INSTRUCTIONS FOR THE TASK:
Among the entries below, only the lines starting at the one with "(!token.is_empty()).then(|| token.to_string())" and ending at the one with "beyond what URL", both included, are to be printed exactly.

DATA SECTION:
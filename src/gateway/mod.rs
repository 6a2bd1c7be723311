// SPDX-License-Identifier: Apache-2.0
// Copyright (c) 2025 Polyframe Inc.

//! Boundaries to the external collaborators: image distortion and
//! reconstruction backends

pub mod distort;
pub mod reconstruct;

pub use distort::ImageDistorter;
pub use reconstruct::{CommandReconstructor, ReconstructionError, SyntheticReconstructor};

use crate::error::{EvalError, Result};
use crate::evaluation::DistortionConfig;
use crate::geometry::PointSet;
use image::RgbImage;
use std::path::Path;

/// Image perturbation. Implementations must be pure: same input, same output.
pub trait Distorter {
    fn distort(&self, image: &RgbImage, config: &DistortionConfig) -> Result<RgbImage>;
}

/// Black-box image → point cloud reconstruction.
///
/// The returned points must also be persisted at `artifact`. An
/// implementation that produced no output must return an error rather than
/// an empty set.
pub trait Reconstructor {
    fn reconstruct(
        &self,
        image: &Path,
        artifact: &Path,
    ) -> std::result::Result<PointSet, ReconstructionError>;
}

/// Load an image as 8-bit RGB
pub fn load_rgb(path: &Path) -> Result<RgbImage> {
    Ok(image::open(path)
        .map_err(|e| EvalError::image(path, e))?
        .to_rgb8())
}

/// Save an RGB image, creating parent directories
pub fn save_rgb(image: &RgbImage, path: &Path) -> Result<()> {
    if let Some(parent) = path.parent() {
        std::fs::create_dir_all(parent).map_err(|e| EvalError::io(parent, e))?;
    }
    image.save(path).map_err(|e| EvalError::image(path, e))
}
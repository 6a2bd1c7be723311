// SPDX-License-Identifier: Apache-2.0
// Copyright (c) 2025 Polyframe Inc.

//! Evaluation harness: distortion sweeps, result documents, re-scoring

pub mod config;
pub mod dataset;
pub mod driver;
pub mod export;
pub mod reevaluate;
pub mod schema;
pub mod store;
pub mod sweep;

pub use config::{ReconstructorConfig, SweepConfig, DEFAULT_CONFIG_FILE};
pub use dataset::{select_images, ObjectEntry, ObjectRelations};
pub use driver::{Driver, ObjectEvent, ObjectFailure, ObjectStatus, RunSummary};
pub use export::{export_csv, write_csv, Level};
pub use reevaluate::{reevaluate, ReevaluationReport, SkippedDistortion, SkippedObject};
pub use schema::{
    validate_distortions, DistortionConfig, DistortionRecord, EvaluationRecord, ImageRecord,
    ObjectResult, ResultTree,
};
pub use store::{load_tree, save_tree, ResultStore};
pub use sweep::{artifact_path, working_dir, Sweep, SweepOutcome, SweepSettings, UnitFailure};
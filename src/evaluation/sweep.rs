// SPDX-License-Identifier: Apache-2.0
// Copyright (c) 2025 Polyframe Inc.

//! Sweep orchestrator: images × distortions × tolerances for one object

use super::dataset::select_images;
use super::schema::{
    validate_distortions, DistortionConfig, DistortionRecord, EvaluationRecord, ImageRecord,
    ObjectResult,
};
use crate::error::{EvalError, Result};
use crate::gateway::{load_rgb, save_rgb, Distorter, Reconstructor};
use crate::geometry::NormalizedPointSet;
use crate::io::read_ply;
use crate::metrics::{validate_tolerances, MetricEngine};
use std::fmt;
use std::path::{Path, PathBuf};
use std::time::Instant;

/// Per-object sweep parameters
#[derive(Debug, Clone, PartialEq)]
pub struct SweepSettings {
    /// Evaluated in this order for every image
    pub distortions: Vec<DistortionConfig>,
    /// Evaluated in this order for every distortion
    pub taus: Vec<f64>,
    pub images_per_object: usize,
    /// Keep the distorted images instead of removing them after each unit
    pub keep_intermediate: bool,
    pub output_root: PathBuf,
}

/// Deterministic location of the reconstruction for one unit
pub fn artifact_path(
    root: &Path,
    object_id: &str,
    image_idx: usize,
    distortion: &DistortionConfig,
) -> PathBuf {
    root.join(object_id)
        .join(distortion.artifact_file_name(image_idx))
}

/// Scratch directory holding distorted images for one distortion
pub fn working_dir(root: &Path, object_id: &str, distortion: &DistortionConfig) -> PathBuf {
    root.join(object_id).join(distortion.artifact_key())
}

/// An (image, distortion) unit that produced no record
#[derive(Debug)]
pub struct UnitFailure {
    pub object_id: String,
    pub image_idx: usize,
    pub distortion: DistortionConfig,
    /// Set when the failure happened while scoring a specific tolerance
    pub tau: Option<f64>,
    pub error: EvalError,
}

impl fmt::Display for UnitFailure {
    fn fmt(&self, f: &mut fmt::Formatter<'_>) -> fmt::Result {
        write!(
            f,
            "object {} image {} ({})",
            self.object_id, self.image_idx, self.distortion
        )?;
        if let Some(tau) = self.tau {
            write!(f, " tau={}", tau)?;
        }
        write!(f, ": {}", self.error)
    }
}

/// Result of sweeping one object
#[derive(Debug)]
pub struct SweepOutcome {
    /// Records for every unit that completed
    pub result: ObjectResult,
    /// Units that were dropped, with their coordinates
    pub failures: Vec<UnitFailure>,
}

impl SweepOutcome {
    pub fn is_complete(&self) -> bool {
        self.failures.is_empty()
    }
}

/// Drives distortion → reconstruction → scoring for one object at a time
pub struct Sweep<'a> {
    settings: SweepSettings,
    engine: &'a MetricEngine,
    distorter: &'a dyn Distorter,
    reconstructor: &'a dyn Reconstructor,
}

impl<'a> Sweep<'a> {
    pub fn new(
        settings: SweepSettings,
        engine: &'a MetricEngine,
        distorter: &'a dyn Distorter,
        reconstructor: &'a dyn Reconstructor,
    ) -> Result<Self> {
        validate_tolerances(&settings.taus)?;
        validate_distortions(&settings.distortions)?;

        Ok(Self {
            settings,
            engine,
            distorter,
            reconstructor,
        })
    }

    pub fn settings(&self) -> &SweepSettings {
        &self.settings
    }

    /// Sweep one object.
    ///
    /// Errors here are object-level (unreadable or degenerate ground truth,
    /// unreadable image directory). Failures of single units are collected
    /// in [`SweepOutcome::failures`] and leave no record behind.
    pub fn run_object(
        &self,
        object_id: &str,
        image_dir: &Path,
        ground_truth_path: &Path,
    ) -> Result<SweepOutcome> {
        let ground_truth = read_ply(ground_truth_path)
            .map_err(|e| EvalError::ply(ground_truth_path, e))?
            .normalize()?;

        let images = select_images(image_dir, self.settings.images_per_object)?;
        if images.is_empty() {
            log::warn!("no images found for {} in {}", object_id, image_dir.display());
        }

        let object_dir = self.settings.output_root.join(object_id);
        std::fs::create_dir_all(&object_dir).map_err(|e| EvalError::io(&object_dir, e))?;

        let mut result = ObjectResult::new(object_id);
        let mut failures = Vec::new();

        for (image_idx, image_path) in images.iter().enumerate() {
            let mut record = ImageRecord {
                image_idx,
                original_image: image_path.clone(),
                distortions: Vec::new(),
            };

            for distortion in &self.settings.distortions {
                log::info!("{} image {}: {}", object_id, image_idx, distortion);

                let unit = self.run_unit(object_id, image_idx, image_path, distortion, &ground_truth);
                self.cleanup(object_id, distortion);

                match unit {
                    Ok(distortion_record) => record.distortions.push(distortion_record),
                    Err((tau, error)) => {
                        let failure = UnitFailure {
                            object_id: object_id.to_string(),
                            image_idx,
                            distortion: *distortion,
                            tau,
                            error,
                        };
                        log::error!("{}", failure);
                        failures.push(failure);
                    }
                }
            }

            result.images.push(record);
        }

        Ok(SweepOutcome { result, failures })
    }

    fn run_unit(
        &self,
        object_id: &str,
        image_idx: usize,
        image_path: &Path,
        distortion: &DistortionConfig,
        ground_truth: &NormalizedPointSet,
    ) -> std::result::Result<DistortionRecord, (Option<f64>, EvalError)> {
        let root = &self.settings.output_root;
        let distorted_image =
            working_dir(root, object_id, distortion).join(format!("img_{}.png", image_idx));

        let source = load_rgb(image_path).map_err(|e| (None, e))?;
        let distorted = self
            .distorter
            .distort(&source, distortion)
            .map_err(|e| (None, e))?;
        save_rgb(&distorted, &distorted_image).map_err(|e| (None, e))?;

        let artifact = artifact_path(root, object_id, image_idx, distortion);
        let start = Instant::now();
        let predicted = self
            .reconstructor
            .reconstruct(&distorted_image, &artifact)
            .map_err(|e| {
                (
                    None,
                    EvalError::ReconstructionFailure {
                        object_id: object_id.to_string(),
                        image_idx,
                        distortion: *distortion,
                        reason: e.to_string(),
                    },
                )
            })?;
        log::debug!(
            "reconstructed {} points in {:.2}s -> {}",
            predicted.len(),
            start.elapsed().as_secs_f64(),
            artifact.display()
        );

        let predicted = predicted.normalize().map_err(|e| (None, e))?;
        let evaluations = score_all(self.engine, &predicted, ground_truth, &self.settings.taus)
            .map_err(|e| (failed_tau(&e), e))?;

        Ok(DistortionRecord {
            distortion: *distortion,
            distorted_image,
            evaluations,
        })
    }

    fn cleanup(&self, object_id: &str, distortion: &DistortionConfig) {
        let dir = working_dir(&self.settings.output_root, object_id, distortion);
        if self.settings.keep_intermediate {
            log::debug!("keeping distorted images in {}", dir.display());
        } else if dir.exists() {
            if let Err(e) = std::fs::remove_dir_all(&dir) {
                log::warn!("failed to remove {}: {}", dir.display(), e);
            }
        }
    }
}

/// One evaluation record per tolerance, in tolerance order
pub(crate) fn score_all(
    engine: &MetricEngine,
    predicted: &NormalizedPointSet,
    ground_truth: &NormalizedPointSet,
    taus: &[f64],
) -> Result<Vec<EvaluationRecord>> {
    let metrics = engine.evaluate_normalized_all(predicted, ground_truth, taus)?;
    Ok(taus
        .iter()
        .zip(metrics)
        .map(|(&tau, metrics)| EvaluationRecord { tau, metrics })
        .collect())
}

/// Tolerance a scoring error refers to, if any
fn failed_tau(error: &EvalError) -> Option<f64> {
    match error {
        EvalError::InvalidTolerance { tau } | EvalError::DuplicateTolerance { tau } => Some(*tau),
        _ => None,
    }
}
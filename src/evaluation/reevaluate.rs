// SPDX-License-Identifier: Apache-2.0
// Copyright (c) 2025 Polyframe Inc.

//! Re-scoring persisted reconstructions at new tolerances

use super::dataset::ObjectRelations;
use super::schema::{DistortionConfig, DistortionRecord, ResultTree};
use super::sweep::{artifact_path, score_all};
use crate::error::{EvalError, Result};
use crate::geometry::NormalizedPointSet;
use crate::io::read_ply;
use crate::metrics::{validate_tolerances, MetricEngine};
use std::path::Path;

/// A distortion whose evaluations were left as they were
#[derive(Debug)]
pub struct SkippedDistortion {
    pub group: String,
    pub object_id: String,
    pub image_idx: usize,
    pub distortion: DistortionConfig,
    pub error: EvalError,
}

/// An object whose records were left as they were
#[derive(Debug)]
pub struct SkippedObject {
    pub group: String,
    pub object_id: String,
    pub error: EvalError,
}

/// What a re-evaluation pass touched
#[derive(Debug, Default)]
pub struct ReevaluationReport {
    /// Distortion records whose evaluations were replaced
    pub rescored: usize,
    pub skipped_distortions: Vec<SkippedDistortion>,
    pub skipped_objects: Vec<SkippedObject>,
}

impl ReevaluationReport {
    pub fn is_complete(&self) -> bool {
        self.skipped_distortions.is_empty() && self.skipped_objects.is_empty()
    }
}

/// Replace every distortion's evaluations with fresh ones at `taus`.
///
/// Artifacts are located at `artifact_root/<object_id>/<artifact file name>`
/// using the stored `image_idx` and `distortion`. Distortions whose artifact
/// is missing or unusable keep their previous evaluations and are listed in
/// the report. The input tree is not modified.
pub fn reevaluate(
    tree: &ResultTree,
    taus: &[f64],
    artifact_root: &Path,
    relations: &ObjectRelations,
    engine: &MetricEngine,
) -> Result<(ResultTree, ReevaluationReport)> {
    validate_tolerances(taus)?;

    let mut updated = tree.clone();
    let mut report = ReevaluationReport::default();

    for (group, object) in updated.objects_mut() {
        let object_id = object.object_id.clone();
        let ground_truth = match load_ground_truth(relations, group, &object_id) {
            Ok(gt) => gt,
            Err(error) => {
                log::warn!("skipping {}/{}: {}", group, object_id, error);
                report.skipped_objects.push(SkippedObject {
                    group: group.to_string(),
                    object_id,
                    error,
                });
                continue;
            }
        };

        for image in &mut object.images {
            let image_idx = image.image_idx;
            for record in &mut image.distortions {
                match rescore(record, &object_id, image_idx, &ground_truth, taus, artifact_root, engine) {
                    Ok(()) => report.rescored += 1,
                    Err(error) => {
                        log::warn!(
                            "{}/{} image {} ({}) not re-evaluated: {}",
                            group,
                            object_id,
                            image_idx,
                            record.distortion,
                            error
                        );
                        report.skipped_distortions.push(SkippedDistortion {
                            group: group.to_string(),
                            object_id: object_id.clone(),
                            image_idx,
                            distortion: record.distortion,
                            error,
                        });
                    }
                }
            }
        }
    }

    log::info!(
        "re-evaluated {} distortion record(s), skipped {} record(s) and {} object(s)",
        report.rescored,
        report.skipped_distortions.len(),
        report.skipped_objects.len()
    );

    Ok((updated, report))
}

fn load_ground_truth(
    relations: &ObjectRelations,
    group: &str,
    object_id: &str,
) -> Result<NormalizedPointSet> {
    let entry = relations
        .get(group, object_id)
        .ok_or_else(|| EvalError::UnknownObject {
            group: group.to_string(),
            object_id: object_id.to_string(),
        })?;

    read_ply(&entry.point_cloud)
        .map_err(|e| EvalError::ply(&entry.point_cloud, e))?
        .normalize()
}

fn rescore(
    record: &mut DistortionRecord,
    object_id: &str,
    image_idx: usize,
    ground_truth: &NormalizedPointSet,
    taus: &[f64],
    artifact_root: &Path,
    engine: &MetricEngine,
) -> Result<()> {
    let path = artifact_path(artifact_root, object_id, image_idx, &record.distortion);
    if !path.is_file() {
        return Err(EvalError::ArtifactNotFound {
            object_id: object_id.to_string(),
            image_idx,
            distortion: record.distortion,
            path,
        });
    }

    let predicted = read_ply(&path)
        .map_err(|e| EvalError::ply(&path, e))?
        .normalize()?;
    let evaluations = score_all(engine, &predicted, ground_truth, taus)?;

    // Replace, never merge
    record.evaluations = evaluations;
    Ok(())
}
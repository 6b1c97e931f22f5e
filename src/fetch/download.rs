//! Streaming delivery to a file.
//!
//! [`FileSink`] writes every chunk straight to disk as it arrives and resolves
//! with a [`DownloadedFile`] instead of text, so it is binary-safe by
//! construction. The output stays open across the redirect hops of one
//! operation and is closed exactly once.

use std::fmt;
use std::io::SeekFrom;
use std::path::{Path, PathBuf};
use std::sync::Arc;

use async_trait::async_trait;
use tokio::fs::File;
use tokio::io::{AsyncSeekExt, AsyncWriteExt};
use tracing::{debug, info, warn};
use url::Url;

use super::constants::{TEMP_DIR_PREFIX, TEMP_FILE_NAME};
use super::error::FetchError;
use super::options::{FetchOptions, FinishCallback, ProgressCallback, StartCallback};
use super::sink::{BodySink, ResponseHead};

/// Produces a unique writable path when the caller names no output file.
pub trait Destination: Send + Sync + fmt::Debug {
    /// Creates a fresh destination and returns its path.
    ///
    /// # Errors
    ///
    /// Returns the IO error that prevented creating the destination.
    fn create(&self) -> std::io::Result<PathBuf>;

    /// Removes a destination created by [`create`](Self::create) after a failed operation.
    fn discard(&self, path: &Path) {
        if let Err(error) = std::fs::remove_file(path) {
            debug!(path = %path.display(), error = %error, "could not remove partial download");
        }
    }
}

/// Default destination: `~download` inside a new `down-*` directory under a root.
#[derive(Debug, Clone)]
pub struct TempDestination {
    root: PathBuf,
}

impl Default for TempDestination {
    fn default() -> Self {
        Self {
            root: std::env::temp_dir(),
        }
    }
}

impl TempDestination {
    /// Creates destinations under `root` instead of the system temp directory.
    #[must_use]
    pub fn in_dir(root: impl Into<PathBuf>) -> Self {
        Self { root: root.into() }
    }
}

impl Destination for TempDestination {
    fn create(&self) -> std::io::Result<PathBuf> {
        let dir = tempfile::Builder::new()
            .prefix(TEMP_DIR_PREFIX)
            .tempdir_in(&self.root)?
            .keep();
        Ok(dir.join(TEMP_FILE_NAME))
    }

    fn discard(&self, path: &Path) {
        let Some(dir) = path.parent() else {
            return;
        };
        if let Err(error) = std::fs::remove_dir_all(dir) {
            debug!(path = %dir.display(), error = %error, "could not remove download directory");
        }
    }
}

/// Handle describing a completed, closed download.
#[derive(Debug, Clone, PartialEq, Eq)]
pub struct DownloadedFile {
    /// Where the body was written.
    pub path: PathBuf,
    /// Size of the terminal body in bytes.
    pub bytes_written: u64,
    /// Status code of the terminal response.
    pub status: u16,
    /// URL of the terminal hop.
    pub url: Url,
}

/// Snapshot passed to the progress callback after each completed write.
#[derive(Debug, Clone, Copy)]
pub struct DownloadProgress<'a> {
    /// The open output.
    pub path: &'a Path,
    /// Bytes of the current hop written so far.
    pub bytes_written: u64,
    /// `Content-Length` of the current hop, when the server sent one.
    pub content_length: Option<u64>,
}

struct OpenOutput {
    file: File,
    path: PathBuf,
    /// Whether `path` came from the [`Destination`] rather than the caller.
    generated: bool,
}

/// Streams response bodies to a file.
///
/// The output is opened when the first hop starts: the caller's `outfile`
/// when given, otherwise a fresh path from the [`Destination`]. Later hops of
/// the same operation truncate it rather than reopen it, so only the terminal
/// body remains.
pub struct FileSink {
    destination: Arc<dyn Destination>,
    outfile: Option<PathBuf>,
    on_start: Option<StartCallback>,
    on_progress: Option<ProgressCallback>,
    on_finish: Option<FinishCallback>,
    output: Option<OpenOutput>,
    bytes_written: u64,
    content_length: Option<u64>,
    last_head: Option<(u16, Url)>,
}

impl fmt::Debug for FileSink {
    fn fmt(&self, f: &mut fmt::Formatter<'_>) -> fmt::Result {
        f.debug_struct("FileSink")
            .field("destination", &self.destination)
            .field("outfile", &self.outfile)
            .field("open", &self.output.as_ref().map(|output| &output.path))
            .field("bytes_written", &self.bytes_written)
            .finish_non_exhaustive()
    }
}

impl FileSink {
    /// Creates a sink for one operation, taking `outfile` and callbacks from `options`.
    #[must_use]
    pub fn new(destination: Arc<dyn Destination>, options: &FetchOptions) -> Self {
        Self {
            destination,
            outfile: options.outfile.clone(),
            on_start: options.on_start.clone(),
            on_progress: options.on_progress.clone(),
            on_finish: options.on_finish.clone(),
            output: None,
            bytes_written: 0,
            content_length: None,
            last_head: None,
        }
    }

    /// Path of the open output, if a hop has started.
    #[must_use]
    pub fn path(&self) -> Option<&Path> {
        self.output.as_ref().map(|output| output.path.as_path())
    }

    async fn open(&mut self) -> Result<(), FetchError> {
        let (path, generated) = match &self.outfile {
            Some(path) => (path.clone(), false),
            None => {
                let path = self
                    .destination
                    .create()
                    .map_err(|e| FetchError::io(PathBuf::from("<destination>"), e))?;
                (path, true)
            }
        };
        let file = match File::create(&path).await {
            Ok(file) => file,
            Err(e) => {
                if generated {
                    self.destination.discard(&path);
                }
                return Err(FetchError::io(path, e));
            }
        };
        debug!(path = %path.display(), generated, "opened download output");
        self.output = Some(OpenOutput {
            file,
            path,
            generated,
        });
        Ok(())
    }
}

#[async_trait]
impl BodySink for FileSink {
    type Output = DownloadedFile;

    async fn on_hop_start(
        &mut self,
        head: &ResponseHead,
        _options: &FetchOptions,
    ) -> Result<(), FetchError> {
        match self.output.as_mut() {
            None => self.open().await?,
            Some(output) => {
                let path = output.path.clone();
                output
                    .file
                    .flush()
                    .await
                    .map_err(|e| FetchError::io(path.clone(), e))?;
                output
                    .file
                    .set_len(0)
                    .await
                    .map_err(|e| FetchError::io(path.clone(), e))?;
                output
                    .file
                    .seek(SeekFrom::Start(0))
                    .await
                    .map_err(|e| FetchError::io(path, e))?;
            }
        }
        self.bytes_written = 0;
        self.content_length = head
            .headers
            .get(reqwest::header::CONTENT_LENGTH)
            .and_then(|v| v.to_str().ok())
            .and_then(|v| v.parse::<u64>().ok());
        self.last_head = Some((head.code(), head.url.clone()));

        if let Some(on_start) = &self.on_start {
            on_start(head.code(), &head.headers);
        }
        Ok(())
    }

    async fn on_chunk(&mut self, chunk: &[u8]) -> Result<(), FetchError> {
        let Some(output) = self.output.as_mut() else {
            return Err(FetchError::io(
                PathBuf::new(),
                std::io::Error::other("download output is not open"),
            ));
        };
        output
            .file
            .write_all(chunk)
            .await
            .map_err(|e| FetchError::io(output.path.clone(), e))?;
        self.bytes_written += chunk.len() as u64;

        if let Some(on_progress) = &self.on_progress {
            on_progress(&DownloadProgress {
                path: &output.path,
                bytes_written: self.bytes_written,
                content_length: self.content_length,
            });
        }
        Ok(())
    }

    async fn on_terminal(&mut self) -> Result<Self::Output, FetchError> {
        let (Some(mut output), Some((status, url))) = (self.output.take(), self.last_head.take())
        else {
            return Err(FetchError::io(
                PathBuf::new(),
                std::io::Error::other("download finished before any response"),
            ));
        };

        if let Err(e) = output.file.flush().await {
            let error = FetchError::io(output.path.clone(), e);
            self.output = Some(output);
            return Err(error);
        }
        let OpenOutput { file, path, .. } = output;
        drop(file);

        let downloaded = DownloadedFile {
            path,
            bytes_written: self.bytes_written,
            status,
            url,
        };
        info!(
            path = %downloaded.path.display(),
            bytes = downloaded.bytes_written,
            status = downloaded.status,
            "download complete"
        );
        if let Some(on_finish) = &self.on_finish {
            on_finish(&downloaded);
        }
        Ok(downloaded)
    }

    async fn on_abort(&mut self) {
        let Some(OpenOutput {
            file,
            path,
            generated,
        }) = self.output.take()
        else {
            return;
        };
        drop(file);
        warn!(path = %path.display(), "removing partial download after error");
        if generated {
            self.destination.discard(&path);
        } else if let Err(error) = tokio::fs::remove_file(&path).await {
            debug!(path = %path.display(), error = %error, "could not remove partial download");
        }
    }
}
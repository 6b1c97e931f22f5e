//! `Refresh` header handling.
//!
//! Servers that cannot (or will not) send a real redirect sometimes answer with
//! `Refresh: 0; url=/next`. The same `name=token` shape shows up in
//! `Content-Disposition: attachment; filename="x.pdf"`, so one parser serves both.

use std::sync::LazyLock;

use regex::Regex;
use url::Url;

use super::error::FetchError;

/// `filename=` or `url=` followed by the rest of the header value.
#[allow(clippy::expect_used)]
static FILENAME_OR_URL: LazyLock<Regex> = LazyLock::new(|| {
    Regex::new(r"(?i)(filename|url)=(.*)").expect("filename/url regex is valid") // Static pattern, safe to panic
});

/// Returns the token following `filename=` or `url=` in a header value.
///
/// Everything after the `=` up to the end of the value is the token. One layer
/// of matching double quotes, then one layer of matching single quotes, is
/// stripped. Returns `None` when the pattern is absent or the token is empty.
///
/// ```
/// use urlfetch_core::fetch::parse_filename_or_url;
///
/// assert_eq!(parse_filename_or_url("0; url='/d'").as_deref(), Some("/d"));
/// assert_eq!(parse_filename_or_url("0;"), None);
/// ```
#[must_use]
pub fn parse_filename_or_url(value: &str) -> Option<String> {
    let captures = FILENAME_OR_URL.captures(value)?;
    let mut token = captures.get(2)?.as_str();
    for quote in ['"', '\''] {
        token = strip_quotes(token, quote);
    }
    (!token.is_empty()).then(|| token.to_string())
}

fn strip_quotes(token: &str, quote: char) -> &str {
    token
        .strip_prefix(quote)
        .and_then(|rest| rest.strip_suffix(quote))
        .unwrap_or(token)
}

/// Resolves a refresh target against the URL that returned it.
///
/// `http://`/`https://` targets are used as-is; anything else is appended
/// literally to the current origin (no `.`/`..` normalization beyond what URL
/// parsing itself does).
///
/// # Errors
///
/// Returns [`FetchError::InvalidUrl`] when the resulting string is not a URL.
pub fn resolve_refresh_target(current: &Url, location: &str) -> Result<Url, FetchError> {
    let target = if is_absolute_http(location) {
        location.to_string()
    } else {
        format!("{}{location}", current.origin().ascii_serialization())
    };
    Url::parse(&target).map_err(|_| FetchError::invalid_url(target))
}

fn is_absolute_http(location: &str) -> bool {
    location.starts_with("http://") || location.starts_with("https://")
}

EXERCISE RESPONSE:
    (!token.is_empty()).then(|| token.to_string())
}

fn strip_quotes(token: &str, quote: char) -> &str {
    token
        .strip_prefix(quote)
        .and_then(|rest| rest.strip_suffix(quote))
        .unwrap_or(token)
}

/// Resolves a refresh target against the URL that returned it.
///
/// `http://`/`https://` targets are used as-is; anything else is appended
/// literally to the current origin (no `.`/`..` normalization beyond what URL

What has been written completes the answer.